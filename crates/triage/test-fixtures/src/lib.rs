//! Shared test support for the triage workspace.
//!
//! Provides fixture artifact loading plus scripted doubles for every seam in
//! `triage_core::traits`: a fixed-output classifier, a scripted knowledge
//! source, an in-memory knowledge cache, and recording/failing history sinks.

use std::collections::HashMap;
use std::path::PathBuf;
use std::sync::atomic::{AtomicUsize, Ordering};
use std::sync::Mutex;
use std::time::Duration;

use serde::de::DeserializeOwned;
use triage_core::errors::{KnowledgeError, KnowledgeResult, StorageError, TriageResult};
use triage_core::models::{
    DocumentSection, FeatureVector, KnowledgeEntry, PredictionHistoryRecord, SourceSummary,
};
use triage_core::traits::{IHistorySink, IKnowledgeCache, IKnowledgeSource, IProbabilisticClassifier};

/// Root directory of the test-fixtures folder.
fn fixtures_root() -> PathBuf {
    // Works from any crate in the workspace: walk up to find test-fixtures.
    let manifest_dir = std::env::var("CARGO_MANIFEST_DIR").unwrap_or_else(|_| ".".to_string());
    let mut path = PathBuf::from(&manifest_dir);

    while !path.join("test-fixtures").join("artifacts").exists() {
        if !path.pop() {
            panic!(
                "Could not find test-fixtures/artifacts from CARGO_MANIFEST_DIR={}",
                manifest_dir
            );
        }
    }
    path.join("test-fixtures")
}

/// Absolute path to a fixture file.
pub fn fixture_path(relative_path: &str) -> PathBuf {
    fixtures_root().join(relative_path)
}

/// Load and deserialize a JSON fixture file.
///
/// # Panics
/// Panics if the file doesn't exist or can't be deserialized.
pub fn load_fixture<T: DeserializeOwned>(relative_path: &str) -> T {
    let path = fixture_path(relative_path);
    let content = std::fs::read_to_string(&path)
        .unwrap_or_else(|e| panic!("Failed to read fixture {}: {}", path.display(), e));
    serde_json::from_str(&content)
        .unwrap_or_else(|e| panic!("Failed to parse fixture {}: {}", path.display(), e))
}

/// Paths of the fixture artifact trio, as strings for config structs.
pub struct FixtureArtifacts {
    pub schema_path: String,
    pub labels_path: String,
    pub model_path: String,
}

pub fn fixture_artifacts() -> FixtureArtifacts {
    let s = |p: &str| fixture_path(p).display().to_string();
    FixtureArtifacts {
        schema_path: s("artifacts/symptom_schema.json"),
        labels_path: s("artifacts/labels.json"),
        model_path: s("artifacts/disease_forest.json"),
    }
}

// ── Classifier ────────────────────────────────────────────────────────────

/// Returns the same probability vector for every input.
pub struct FixedClassifier {
    probabilities: Vec<f64>,
    n_features: usize,
    calls: AtomicUsize,
}

impl FixedClassifier {
    pub fn new(n_features: usize, probabilities: Vec<f64>) -> Self {
        Self {
            probabilities,
            n_features,
            calls: AtomicUsize::new(0),
        }
    }

    pub fn calls(&self) -> usize {
        self.calls.load(Ordering::SeqCst)
    }
}

impl IProbabilisticClassifier for FixedClassifier {
    fn predict_proba(&self, _features: &FeatureVector) -> TriageResult<Vec<f64>> {
        self.calls.fetch_add(1, Ordering::SeqCst);
        Ok(self.probabilities.clone())
    }
    fn n_features(&self) -> usize {
        self.n_features
    }
    fn n_classes(&self) -> usize {
        self.probabilities.len()
    }
    fn name(&self) -> &str {
        "fixed-mock"
    }
}

// ── Knowledge source ──────────────────────────────────────────────────────

/// What a scripted source does when asked for a given query.
#[derive(Clone)]
pub enum SourceScript {
    /// Summary succeeds; sections are returned as given.
    Article {
        summary: String,
        sections: Vec<DocumentSection>,
    },
    /// Summary succeeds; the section fetch fails.
    SectionsFail { summary: String },
    /// Every call fails as if the network were down.
    Unreachable,
    /// The query resolves to a disambiguation page.
    Ambiguous,
    /// Sleeps before answering with the inner script.
    Slow(Duration, Box<SourceScript>),
}

/// Knowledge source double with call counters.
pub struct ScriptedKnowledgeSource {
    default: SourceScript,
    per_query: HashMap<String, SourceScript>,
    summary_calls: AtomicUsize,
    section_calls: AtomicUsize,
}

impl ScriptedKnowledgeSource {
    pub fn new(default: SourceScript) -> Self {
        Self {
            default,
            per_query: HashMap::new(),
            summary_calls: AtomicUsize::new(0),
            section_calls: AtomicUsize::new(0),
        }
    }

    pub fn unreachable() -> Self {
        Self::new(SourceScript::Unreachable)
    }

    /// Override the script for one exact query string.
    pub fn with_query(mut self, query: &str, script: SourceScript) -> Self {
        self.per_query.insert(query.to_string(), script);
        self
    }

    pub fn summary_calls(&self) -> usize {
        self.summary_calls.load(Ordering::SeqCst)
    }

    pub fn section_calls(&self) -> usize {
        self.section_calls.load(Ordering::SeqCst)
    }

    /// Total external fetches of either kind.
    pub fn total_calls(&self) -> usize {
        self.summary_calls() + self.section_calls()
    }

    fn script_for(&self, key: &str) -> SourceScript {
        self.per_query
            .get(key)
            .cloned()
            .unwrap_or_else(|| self.default.clone())
    }

    fn unreachable_error() -> KnowledgeError {
        KnowledgeError::Unavailable {
            source_name: "scripted".to_string(),
            reason: "connection refused".to_string(),
        }
    }
}

/// Titles handed back by the scripted source are the query itself, so a
/// per-query override also applies to the follow-up section fetch.
impl IKnowledgeSource for ScriptedKnowledgeSource {
    fn fetch_summary(&self, query: &str, _max_sentences: usize) -> KnowledgeResult<SourceSummary> {
        self.summary_calls.fetch_add(1, Ordering::SeqCst);
        let mut script = self.script_for(query);
        loop {
            match script {
                SourceScript::Slow(delay, inner) => {
                    std::thread::sleep(delay);
                    script = *inner;
                }
                SourceScript::Article { summary, .. } | SourceScript::SectionsFail { summary } => {
                    return Ok(SourceSummary {
                        title: query.to_string(),
                        text: summary,
                    })
                }
                SourceScript::Unreachable => return Err(Self::unreachable_error()),
                SourceScript::Ambiguous => {
                    return Err(KnowledgeError::Ambiguous {
                        query: query.to_string(),
                    })
                }
            }
        }
    }

    fn fetch_sections(&self, title: &str) -> KnowledgeResult<Vec<DocumentSection>> {
        self.section_calls.fetch_add(1, Ordering::SeqCst);
        let mut script = self.script_for(title);
        loop {
            match script {
                SourceScript::Slow(delay, inner) => {
                    std::thread::sleep(delay);
                    script = *inner;
                }
                SourceScript::Article { sections, .. } => return Ok(sections),
                SourceScript::SectionsFail { .. } | SourceScript::Unreachable => {
                    return Err(Self::unreachable_error())
                }
                SourceScript::Ambiguous => {
                    return Err(KnowledgeError::Ambiguous {
                        query: title.to_string(),
                    })
                }
            }
        }
    }

    fn name(&self) -> &str {
        "scripted"
    }
}

/// Convenience constructor for a document section.
pub fn section(title: &str, content: &str) -> DocumentSection {
    DocumentSection {
        title: title.to_string(),
        level: 2,
        content: content.to_string(),
    }
}

// ── Knowledge cache ───────────────────────────────────────────────────────

/// In-memory knowledge cache with put counting.
#[derive(Default)]
pub struct MemoryKnowledgeCache {
    entries: Mutex<HashMap<String, KnowledgeEntry>>,
    puts: AtomicUsize,
}

impl MemoryKnowledgeCache {
    pub fn new() -> Self {
        Self::default()
    }

    pub fn puts(&self) -> usize {
        self.puts.load(Ordering::SeqCst)
    }

    pub fn contains(&self, label: &str) -> bool {
        self.entries
            .lock()
            .map(|m| m.contains_key(label))
            .unwrap_or(false)
    }
}

impl IKnowledgeCache for MemoryKnowledgeCache {
    fn get(&self, label: &str) -> TriageResult<Option<KnowledgeEntry>> {
        let map = self.entries.lock().map_err(|e| StorageError::SqliteError {
            message: e.to_string(),
        })?;
        Ok(map.get(label).cloned())
    }

    fn put(&self, label: &str, entry: &KnowledgeEntry) -> TriageResult<()> {
        let mut map = self.entries.lock().map_err(|e| StorageError::SqliteError {
            message: e.to_string(),
        })?;
        map.insert(label.to_string(), entry.clone());
        self.puts.fetch_add(1, Ordering::SeqCst);
        Ok(())
    }

    fn entry_count(&self) -> TriageResult<usize> {
        let map = self.entries.lock().map_err(|e| StorageError::SqliteError {
            message: e.to_string(),
        })?;
        Ok(map.len())
    }
}

/// Cache whose every operation fails, for degraded-storage paths.
pub struct BrokenKnowledgeCache;

impl IKnowledgeCache for BrokenKnowledgeCache {
    fn get(&self, _label: &str) -> TriageResult<Option<KnowledgeEntry>> {
        Err(StorageError::SqliteError {
            message: "database is locked".to_string(),
        }
        .into())
    }
    fn put(&self, _label: &str, _entry: &KnowledgeEntry) -> TriageResult<()> {
        Err(StorageError::SqliteError {
            message: "database is locked".to_string(),
        }
        .into())
    }
    fn entry_count(&self) -> TriageResult<usize> {
        Ok(0)
    }
}

// ── History sinks ─────────────────────────────────────────────────────────

#[derive(Default)]
pub struct RecordingHistorySink {
    records: Mutex<Vec<PredictionHistoryRecord>>,
}

impl RecordingHistorySink {
    pub fn new() -> Self {
        Self::default()
    }

    pub fn records(&self) -> Vec<PredictionHistoryRecord> {
        self.records.lock().map(|r| r.clone()).unwrap_or_default()
    }
}

impl IHistorySink for RecordingHistorySink {
    fn record(&self, record: &PredictionHistoryRecord) -> TriageResult<()> {
        if let Ok(mut records) = self.records.lock() {
            records.push(record.clone());
        }
        Ok(())
    }
}

/// Sink that always fails.
pub struct FailingHistorySink;

impl IHistorySink for FailingHistorySink {
    fn record(&self, _record: &PredictionHistoryRecord) -> TriageResult<()> {
        Err(StorageError::SqliteError {
            message: "disk I/O error".to_string(),
        }
        .into())
    }
}
use serde::{Deserialize, Serialize};

use super::{KnowledgeEntry, RankedClass};

/// Final per-class result returned to callers of `infer`.
#[derive(Debug, Clone, PartialEq, Serialize, Deserialize)]
pub struct PredictionRecord {
    pub disease: String,
    /// Percentage rounded to two decimals.
    pub confidence: f64,
    pub description: String,
    pub precautions: Vec<String>,
}

impl PredictionRecord {
    pub fn assemble(ranked: &RankedClass, knowledge: KnowledgeEntry) -> Self {
        Self {
            disease: ranked.label.clone(),
            confidence: ranked.confidence,
            description: knowledge.description,
            precautions: knowledge.precautions,
        }
    }
}
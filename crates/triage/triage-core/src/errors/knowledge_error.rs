/// Failures of the external knowledge source.
///
/// None of these reach the caller of `infer`; the resolver maps each one onto
/// a fallback tier.
#[derive(Debug, Clone, PartialEq, Eq, thiserror::Error)]
pub enum KnowledgeError {
    #[error("knowledge source {source_name} unavailable: {reason}")]
    Unavailable { source_name: String, reason: String },

    #[error("no article found for query: {query}")]
    NotFound { query: String },

    #[error("ambiguous query: {query}")]
    Ambiguous { query: String },

    #[error("{stage} timed out after {timeout_ms}ms")]
    Timeout { stage: String, timeout_ms: u64 },

    #[error("malformed response: {reason}")]
    MalformedResponse { reason: String },
}

pub type KnowledgeResult<T> = Result<T, KnowledgeError>;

§ **WORK ITEM**:
Restate, word for word and with nothing added, the lines from the first line of the listing through the one where "fn fixtures_root() ->" stands.

§ **EXPECTED OUTPUT**:
filename crates/triage/test-fixtures/src/lib.rs
//! Shared test support for the triage workspace.
//!
//! Provides fixture artifact loading plus scripted doubles for every seam in
//! `triage_core::traits`: a fixed-output classifier, a scripted knowledge
//! source, an in-memory knowledge cache, and recording/failing history sinks.

use std::collections::HashMap;
use std::path::PathBuf;
use std::sync::atomic::{AtomicUsize, Ordering};
use std::sync::Mutex;
use std::time::Duration;

use serde::de::DeserializeOwned;
use triage_core::errors::{KnowledgeError, KnowledgeResult, StorageError, TriageResult};
use triage_core::models::{
    DocumentSection, FeatureVector, KnowledgeEntry, PredictionHistoryRecord, SourceSummary,
};
use triage_core::traits::{IHistorySink, IKnowledgeCache, IKnowledgeSource, IProbabilisticClassifier};

/// Root directory of the test-fixtures folder.
fn fixtures_root() -> PathBuf {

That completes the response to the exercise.